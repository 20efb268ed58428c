//! Rust library bridging HEOS streaming players and Denon/Marantz AVR control
//!
//! A networked receiver usually speaks two unrelated protocols: the HEOS CLI
//! (JSON responses and change events over one shared TCP connection per
//! system) and the AVR line protocol (carriage-return terminated ASCII
//! commands on the receiver's control port). This library merges both into
//! one property-based device model:
//!
//! - Request/response correlation over the shared HEOS connection
//! - Line codec for the AVR protocol, including its odd volume encoding
//! - Identity resolution joining players and receivers by serial number
//! - State synchronization with receiver-over-streaming precedence
//! - Zone sub-devices for the receiver's secondary outputs
//! - Automatic reconnection with exponential backoff
//!
//! # Quick Start
//!
//! ```no_run
//! use heos_avr_bridge::{Bridge, BridgeConfig, Property, ReceiverRecord};
//! use std::sync::Arc;
//!
//! #[tokio::main]
//! async fn main() -> Result<(), Box<dyn std::error::Error>> {
//!     let mut bridge = Bridge::connect("192.168.1.50", BridgeConfig::default());
//!     bridge.heos().wait_connected(std::time::Duration::from_secs(5)).await?;
//!
//!     // Receivers normally come from an SSDP search
//!     let receivers: Vec<ReceiverRecord> = Vec::new();
//!     bridge.discover_once(&receivers).await?;
//!
//!     if let Some(device) = bridge.devices().first() {
//!         device.set_property(Property::Volume, 30.0).await?;
//!
//!         let mut updates = device.updates();
//!         while let Ok(update) = updates.recv().await {
//!             println!("Update: {:?}", update);
//!             break; // Just show one update
//!         }
//!     }
//!
//!     bridge.stop().await;
//!     Ok(())
//! }
//! ```
//!
//! # Architecture
//!
//! - **Bridge**: device table, discovery passes and system events
//! - **Device / Zone**: property reads, validated writes and actions
//! - **Synchronizer**: maps inbound frames of both protocols onto property caches
//! - **HeosConnection**: shared HEOS socket, fan-out and request correlation
//! - **AvrConnection**: per-receiver line protocol socket
//! - **Protocol / line codec**: wire formats of the two protocols

mod avr_connection;
mod config;
mod connection;
mod coordinator;
mod device;
mod error;
mod identity;
mod line_codec;
mod link;
mod property;
mod protocol;
mod sources;
mod subscription;
mod sync;
mod types;
mod zone;

// Public exports
pub use avr_connection::AvrConnection;
pub use config::BridgeConfig;
pub use connection::HeosConnection;
pub use coordinator::{Bridge, ReceiverDiscovery};
pub use device::{Action, Device};
pub use error::{BridgeError, Result};
pub use identity::{resolve, serials_match, IdentityAction, KnownDevice};
pub use line_codec::{
    decode_frequency, decode_preset, decode_volume, encode_frequency, encode_preset,
    encode_volume, parse_line, AvrCommand, AvrLineCodec, AvrMessage, RemoteKey,
    ZoneCommand, ZoneEvent,
};
pub use link::LinkState;
pub use property::{
    dual_protocol_schema, single_protocol_schema, zone_schema, Property,
    PropertyCache, PropertySpec, PropertyValue, ReplacementSet, Route, ValueKind,
};
pub use protocol::{CommandKey, HeosCommand, HeosFrame, MessageFields};
pub use sources::{SharedSourceCatalog, SourceCatalog};
pub use subscription::{BridgeUpdate, DeviceEvent, DeviceUpdate, UpdateReceiver};
pub use types::{
    DeviceId, MediaKind, Pid, PlayOption, PlayerRecord, ReceiverRecord, RepeatMode, SourceId,
    ZoneId,
};
pub use zone::Zone;
use crate::config::BridgeConfig;
use crate::error::{BridgeError, Result};
use crate::line_codec::{parse_line, AvrCommand, AvrLineCodec, AvrMessage};
use crate::link::{Backoff, LinkState};
use futures_util::{SinkExt, StreamExt};
use std::sync::Arc;
use std::time::Duration;
use tokio::io::{AsyncRead, AsyncWrite};
use tokio::net::TcpStream;
use tokio::sync::{broadcast, mpsc, watch, Mutex};
use tokio::time::{sleep, timeout};
use tokio_util::codec::Framed;
use tokio_util::sync::CancellationToken;

struct Shared {
    /// Channel for outgoing lines, present while a session is up
    writer: Mutex<Option<mpsc::UnboundedSender<String>>>,
    messages_tx: broadcast::Sender<AvrMessage>,
    link_tx: watch::Sender<LinkState>,
    spacing: Duration,
    shutdown: CancellationToken,
}

/// Connection to a receiver's line-protocol control port
///
/// Commands are fire-and-forget; the receiver reports state changes as
/// unsolicited lines, which are classified and published to subscribers.
pub struct AvrConnection {
    address: String,
    shared: Arc<Shared>,
}

impl AvrConnection {
    fn new(address: String, config: &BridgeConfig) -> Self {
        let (messages_tx, _) = broadcast::channel(config.channel_capacity);
        let (link_tx, _) = watch::channel(LinkState::Disconnected);

        Self {
            address,
            shared: Arc::new(Shared {
                writer: Mutex::new(None),
                messages_tx,
                link_tx,
                spacing: config.avr_command_spacing(),
                shutdown: CancellationToken::new(),
            }),
        }
    }

    /// Open a connection to the receiver at `address` and keep it connected
    pub fn open(address: impl Into<String>, config: &BridgeConfig) -> Self {
        let conn = Self::new(address.into(), config);
        let shared = conn.shared.clone();
        let addr = format!("{}:{}", conn.address, config.avr_port);
        let connect_timeout = config.connect_timeout();
        let mut backoff = Backoff::new(config.reconnect_initial(), config.reconnect_max());

        tokio::spawn(async move {
            loop {
                if !backoff.current().is_zero() {
                    tracing::info!("Reconnecting to receiver at {} in {:?}", addr, backoff.current());
                    tokio::select! {
                        _ = shared.shutdown.cancelled() => break,
                        _ = sleep(backoff.current()) => {}
                    }
                }
                if shared.shutdown.is_cancelled() {
                    break;
                }

                tracing::info!("Connecting to receiver at {}", addr);
                shared.link_tx.send_replace(LinkState::Connecting);

                match timeout(connect_timeout, TcpStream::connect(&addr)).await {
                    Ok(Ok(stream)) => {
                        tracing::info!("Connected to receiver at {}", addr);
                        backoff.reset();
                        run_session(&shared, stream).await;
                    }
                    Ok(Err(e)) => {
                        tracing::warn!("Failed to connect to receiver at {}: {}", addr, e);
                        shared.link_tx.send_replace(LinkState::Disconnected);
                    }
                    Err(_) => {
                        tracing::warn!("Timed out connecting to receiver at {}", addr);
                        shared.link_tx.send_replace(LinkState::Disconnected);
                    }
                }
                backoff.fail();
            }
            tracing::debug!("Receiver connection to {} stopped", addr);
        });

        conn
    }

    /// Run a single session over an already established stream, without reconnecting
    pub fn attach<S>(address: impl Into<String>, stream: S, config: &BridgeConfig) -> Self
    where
        S: AsyncRead + AsyncWrite + Send + Unpin + 'static,
    {
        let conn = Self::new(address.into(), config);
        let shared = conn.shared.clone();
        tokio::spawn(async move {
            run_session(&shared, stream).await;
        });
        conn
    }

    /// Receiver address this connection talks to
    pub fn address(&self) -> &str {
        &self.address
    }

    pub fn state(&self) -> LinkState {
        *self.shared.link_tx.borrow()
    }

    pub fn watch_state(&self) -> watch::Receiver<LinkState> {
        self.shared.link_tx.subscribe()
    }

    /// Subscribe to classified inbound messages
    pub fn subscribe(&self) -> broadcast::Receiver<AvrMessage> {
        self.shared.messages_tx.subscribe()
    }

    /// Queue a command for the receiver
    pub async fn send(&self, command: &AvrCommand) -> Result<()> {
        let writer = self.shared.writer.lock().await;
        let writer = writer.as_ref().ok_or(BridgeError::NotConnected)?;
        let line = command.encode();
        tracing::debug!("Sending to receiver: {}", line);

        writer.send(line).map_err(|_| BridgeError::NotConnected)
    }

    /// Queue several commands in order
    pub async fn send_all(&self, commands: &[AvrCommand]) -> Result<()> {
        for command in commands {
            self.send(command).await?;
        }
        Ok(())
    }

    pub fn close(&self) {
        self.shared.shutdown.cancel();
    }
}

impl Drop for AvrConnection {
    fn drop(&mut self) {
        self.shared.shutdown.cancel();
    }
}

async fn run_session<S>(shared: &Arc<Shared>, stream: S)
where
    S: AsyncRead + AsyncWrite + Send + Unpin + 'static,
{
    let (mut sink, mut lines) = Framed::new(stream, AvrLineCodec).split();
    let (tx, mut rx) = mpsc::unbounded_channel::<String>();

    *shared.writer.lock().await = Some(tx);
    // Nothing to re-register: the receiver pushes state changes unsolicited
    shared.link_tx.send_replace(LinkState::Resubscribing);
    shared.link_tx.send_replace(LinkState::Connected);

    let write_loop = async {
        while let Some(line) = rx.recv().await {
            if let Err(e) = sink.send(line).await {
                tracing::error!("Failed to send receiver command: {}", e);
                break;
            }
            if !shared.spacing.is_zero() {
                sleep(shared.spacing).await;
            }
        }
    };

    let read_loop = async {
        while let Some(item) = lines.next().await {
            match item {
                Ok(line) => {
                    tracing::debug!("Received from receiver: {}", line);
                    match parse_line(&line) {
                        AvrMessage::Unknown(line) => {
                            tracing::debug!("Ignoring unrecognized receiver line: {}", line);
                        }
                        message => {
                            let _ = shared.messages_tx.send(message);
                        }
                    }
                }
                Err(e) => {
                    tracing::error!("Receiver read error: {}", e);
                    break;
                }
            }
        }
        tracing::info!("Receiver connection closed");
    };

    tokio::select! {
        _ = write_loop => {}
        _ = read_loop => {}
        _ = shared.shutdown.cancelled() => {
            tracing::debug!("Receiver session cancelled");
        }
    }

    *shared.writer.lock().await = None;
    shared.link_tx.send_replace(LinkState::Disconnected);
}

## WHAT YOU ARE ASKED TO DO
From the start of the data to the line that holds "odd volume encoding", retype each line exactly, with both ends included.

## RESPONSE TO THIS EXERCISE
repository 20efb268ed58428c
//! Rust library bridging HEOS streaming players and Denon/Marantz AVR control
//!
//! A networked receiver usually speaks two unrelated protocols: the HEOS CLI
//! (JSON responses and change events over one shared TCP connection per
//! system) and the AVR line protocol (carriage-return terminated ASCII
//! commands on the receiver's control port). This library merges both into
//! one property-based device model:
//!
//! - Request/response correlation over the shared HEOS connection
//! - Line codec for the AVR protocol, including its odd volume encoding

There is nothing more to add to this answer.